> _Entries shown_:
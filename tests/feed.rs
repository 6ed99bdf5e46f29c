mod common;

use std::sync::Arc;

use chrono::Utc;
use common::*;
use habla_feed::cache::{FeedCache, KeyValueStore, MemoryStore, Staleness, TIMELINE_CACHE_KEY};
use habla_feed::error::FeedError;
use habla_feed::feed::{FeedController, FeedScope, FetchOutcome};
use habla_feed::i18n::Locale;
use habla_feed::location::NoLocation;
use habla_feed::nav::{CardDelegate, RecordingNavigator, Route};
use tokio::sync::oneshot;

async fn seeded_store(ids: &[&str]) -> Arc<MemoryStore> {
    let store = Arc::new(MemoryStore::new());
    FeedCache::new(store.clone(), Staleness::Unbounded)
        .save(&posts(ids), Utc::now())
        .await
        .unwrap();
    store
}

async fn cached_ids(store: &Arc<MemoryStore>) -> Vec<String> {
    FeedCache::new(store.clone(), Staleness::Unbounded)
        .load(Utc::now())
        .await
        .unwrap()
        .unwrap_or_default()
        .into_iter()
        .map(|p| p.id)
        .collect()
}

fn ids(feed_posts: &[habla_feed::model::Post]) -> Vec<&str> {
    feed_posts.iter().map(|p| p.id.as_str()).collect()
}

#[tokio::test]
async fn successful_fetch_replaces_list_in_returned_order() {
    let api = ScriptedApi::new();
    api.push_fetch(Ok(posts(&["a", "b", "c"])));
    let h = harness(api, FeedScope::Channel(channel("c1", "food")));

    assert_eq!(h.feed.load_cached().await, 0);
    let outcome = h.feed.mount().await;

    assert_eq!(outcome, FetchOutcome::Updated(3));
    let state = h.feed.state();
    assert_eq!(ids(&state.posts), ["a", "b", "c"]);
    assert_eq!(state.error, None);
    assert!(!state.refreshing);
    assert!(!h.store.contains(TIMELINE_CACHE_KEY).await);
}

#[tokio::test]
async fn network_failure_keeps_cached_posts_and_shows_connection_message() {
    let store = seeded_store(&["x", "y"]).await;
    let api = ScriptedApi::new();
    api.push_fetch(Err(network_error()));
    let h = harness_with_store(api, FeedScope::Root, store);

    let outcome = h.feed.mount().await;

    assert_eq!(outcome, FetchOutcome::Failed(FeedError::Connection));
    assert_eq!(ids(&h.feed.posts()), ["x", "y"]);
    assert_eq!(
        h.feed.error_message(),
        Some(Locale::En.feed_error(FeedError::Connection))
    );
    assert!(!h.feed.state().refreshing);
}

#[tokio::test]
async fn other_failures_are_classified_unexpected() {
    let api = ScriptedApi::new();
    api.push_fetch(Ok(posts(&["a"])));
    api.push_fetch(Err(server_error()));
    let h = harness(api, FeedScope::Root);

    h.feed.refresh().await;
    let outcome = h.feed.refresh().await;

    assert_eq!(outcome, FetchOutcome::Failed(FeedError::Unexpected));
    assert_eq!(ids(&h.feed.posts()), ["a"]);
    assert_eq!(h.feed.state().error, Some(FeedError::Unexpected));
}

#[tokio::test]
async fn success_clears_previous_error() {
    let api = ScriptedApi::new();
    api.push_fetch(Err(network_error()));
    api.push_fetch(Ok(posts(&["a"])));
    let h = harness(api, FeedScope::Root);

    h.feed.refresh().await;
    assert!(h.feed.error_message().is_some());
    h.feed.refresh().await;
    assert_eq!(h.feed.error_message(), None);
}

#[tokio::test]
async fn root_refresh_persists_even_after_failure() {
    let api = ScriptedApi::new();
    api.push_fetch(Ok(posts(&["a", "b"])));
    api.push_fetch(Err(network_error()));
    let h = harness(api, FeedScope::Root);

    h.feed.refresh().await;
    assert_eq!(cached_ids(&h.store).await, ["a", "b"]);

    // Overwrite the entry so the failed attempt's write is observable.
    h.store.set(TIMELINE_CACHE_KEY, "[]").await.unwrap();
    h.feed.refresh().await;
    assert_eq!(cached_ids(&h.store).await, ["a", "b"]);
}

#[tokio::test]
async fn channel_scope_never_touches_cache() {
    let store = seeded_store(&["cached"]).await;
    let api = ScriptedApi::new();
    api.push_fetch(Err(network_error()));
    let h = harness_with_store(api, FeedScope::Channel(channel("c1", "food")), store);

    h.feed.mount().await;

    assert!(h.feed.posts().is_empty());
    assert_eq!(cached_ids(&h.store).await, ["cached"]);
    assert_eq!(h.api.fetch_calls()[0].channel_id.as_deref(), Some("c1"));
}

#[tokio::test]
async fn query_carries_scope_and_location() {
    let api = ScriptedApi::new();
    api.push_fetch(Ok(vec![]));
    let h = harness(api, FeedScope::Root);

    h.feed.fetch_posts().await;

    let calls = h.api.fetch_calls();
    assert_eq!(calls.len(), 1);
    assert_eq!(calls[0].channel_id, None);
    assert_eq!(calls[0].location, Some(HERE));
}

#[tokio::test]
async fn denied_location_still_queries_without_coordinates() {
    let api = Arc::new(ScriptedApi::new());
    api.push_fetch(Ok(posts(&["a"])));
    let feed = FeedController::new(
        api.clone(),
        NoLocation,
        FeedCache::new(MemoryStore::new(), Staleness::Unbounded),
        RecordingNavigator::new(),
        FeedScope::Root,
    );

    assert_eq!(feed.refresh().await, FetchOutcome::Updated(1));
    assert_eq!(api.fetch_calls()[0].location, None);
}

#[tokio::test]
async fn corrupt_cache_is_ignored() {
    let store = Arc::new(MemoryStore::new());
    store.set(TIMELINE_CACHE_KEY, "{not json").await.unwrap();
    let h = harness_with_store(ScriptedApi::new(), FeedScope::Root, store);

    assert_eq!(h.feed.load_cached().await, 0);
    assert!(h.feed.posts().is_empty());
}

#[tokio::test]
async fn submitted_post_goes_first_and_closes_modal() {
    let api = ScriptedApi::new();
    api.push_fetch(Ok(posts(&["a", "b"])));
    let h = harness(api, FeedScope::Root);

    h.feed.new_post();
    assert!(h.feed.state().show_new_post_modal);
    h.feed.submit_new_post(post("fresh"));
    assert_eq!(ids(&h.feed.posts()), ["fresh"]);
    assert!(!h.feed.state().show_new_post_modal);

    h.feed.refresh().await;
    h.feed.new_post();
    h.feed.submit_new_post(post("newer"));
    let state = h.feed.state();
    assert_eq!(ids(&state.posts), ["newer", "a", "b"]);
    assert!(!state.show_new_post_modal);
    assert_eq!(h.api.fetch_calls().len(), 1);
}

#[tokio::test]
async fn dismissing_modal_keeps_list() {
    let h = harness(ScriptedApi::new(), FeedScope::Root);
    h.feed.submit_new_post(post("a"));
    h.feed.new_post();
    h.feed.dismiss_new_post();
    assert!(!h.feed.state().show_new_post_modal);
    assert_eq!(ids(&h.feed.posts()), ["a"]);
}

#[tokio::test]
async fn superseded_refresh_is_discarded() {
    let (tx_old, rx_old) = oneshot::channel();
    let (tx_new, rx_new) = oneshot::channel();
    let h = harness(GatedApi::new(vec![rx_old, rx_new]), FeedScope::Root);

    let (first, second, ()) = tokio::join!(h.feed.refresh(), h.feed.refresh(), async {
        tx_new.send(Ok(posts(&["new"]))).unwrap();
        tokio::task::yield_now().await;
        tx_old.send(Ok(posts(&["old"]))).unwrap();
    });

    assert_eq!(first, FetchOutcome::Superseded);
    assert_eq!(second, FetchOutcome::Updated(1));
    let state = h.feed.state();
    assert_eq!(ids(&state.posts), ["new"]);
    assert!(!state.refreshing);
    assert_eq!(cached_ids(&h.store).await, ["new"]);
}

#[tokio::test]
async fn superseded_failure_does_not_set_error() {
    let (tx_old, rx_old) = oneshot::channel();
    let (tx_new, rx_new) = oneshot::channel();
    let h = harness(GatedApi::new(vec![rx_old, rx_new]), FeedScope::Root);

    let (first, second, ()) = tokio::join!(h.feed.refresh(), h.feed.refresh(), async {
        tx_new.send(Ok(posts(&["new"]))).unwrap();
        tokio::task::yield_now().await;
        tx_old.send(Err(network_error())).unwrap();
    });

    assert_eq!(first, FetchOutcome::Superseded);
    assert_eq!(second, FetchOutcome::Updated(1));
    assert_eq!(h.feed.state().error, None);
}

#[tokio::test]
async fn open_channel_only_from_root() {
    let root = harness(ScriptedApi::new(), FeedScope::Root);
    let food = channel("c1", "food");
    root.feed.open_channel(&food);
    assert_eq!(
        root.navigator.routes(),
        [Route::Timeline {
            channel: Some(food.clone())
        }]
    );

    let scoped = harness(ScriptedApi::new(), FeedScope::Channel(food.clone()));
    scoped.feed.open_channel(&channel("c2", "rust"));
    scoped.feed.open_notifications();
    assert!(scoped.navigator.routes().is_empty());
}

#[tokio::test]
async fn profile_and_post_routes_are_pushed() {
    let h = harness(ScriptedApi::new(), FeedScope::Channel(channel("c1", "food")));
    let p = post("a");
    let owner = p.owner.clone().unwrap();

    CardDelegate::open_profile(&h.feed, &owner);
    h.feed.open_post(&p);

    assert_eq!(
        h.navigator.routes(),
        [Route::Profile(owner), Route::Post(p)]
    );
}

#[test]
fn title_follows_scope_and_locale() {
    let root = harness(ScriptedApi::new(), FeedScope::Root);
    assert_eq!(root.feed.title(), "Timeline");

    let store = Arc::new(MemoryStore::new());
    let pt = FeedController::new(
        Arc::new(ScriptedApi::new()),
        NoLocation,
        FeedCache::new(store, Staleness::Unbounded),
        RecordingNavigator::new(),
        FeedScope::Root,
    )
    .with_locale(Locale::Pt);
    assert_eq!(pt.title(), "Linha do tempo");

    let scoped = harness(ScriptedApi::new(), FeedScope::Channel(channel("c1", "food")));
    assert_eq!(scoped.feed.title(), "#food");
}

> _Exercise goal_:
Search the listing for the word "Unbounded" and state how many lines contain it. Nothing else belongs in the reply.

> _Answer to this exercise_:
4